┏━━
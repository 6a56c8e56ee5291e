//! Core state machine for classifying Qi communication bytes.
//!
//! This module is intended for applications that need fine control over
//! decoder internals, such as analyzer hosts that deliver frames one at a
//! time. See [`crate::avec`] for implementations covering common decoding
//! patterns.
//!
//! # Architecture
//!
//! The [`Decoder`] holds all cross-byte state for one decoding session.
//! Feeding it a timestamped [`frame::Frame`] with [`Decoder::advance`]
//! mutates that state exactly once and returns exactly one classified
//! [`decoder::Event`] — a pure streaming transform with no I/O, no clock,
//! and no allocation.
//!
//! The decoder leans on three small, independently usable pieces:
//!
//! - [`catalog`]: the immutable table of recognized packet headers.
//! - [`check`]: the XOR checksum accumulator.
//! - [`resync`]: the inter-byte gap test that abandons stalled packets.
//!
//! Parity and stop bits of a raw sample are carried on the frame but never
//! validated; upstream framing is trusted to have extracted the data bits
//! correctly.

pub mod catalog;
pub mod check;
pub mod decoder;
pub mod frame;
pub mod resync;

pub use decoder::Decoder;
┗━━
--- EXERCISE OBJECTIVE ---
Note down each line above where the word "catalog" occurs.

--- SOLUTION TO THIS TASK ---
//! - [`catalog`]: the immutable table of recognized packet headers.
pub mod catalog;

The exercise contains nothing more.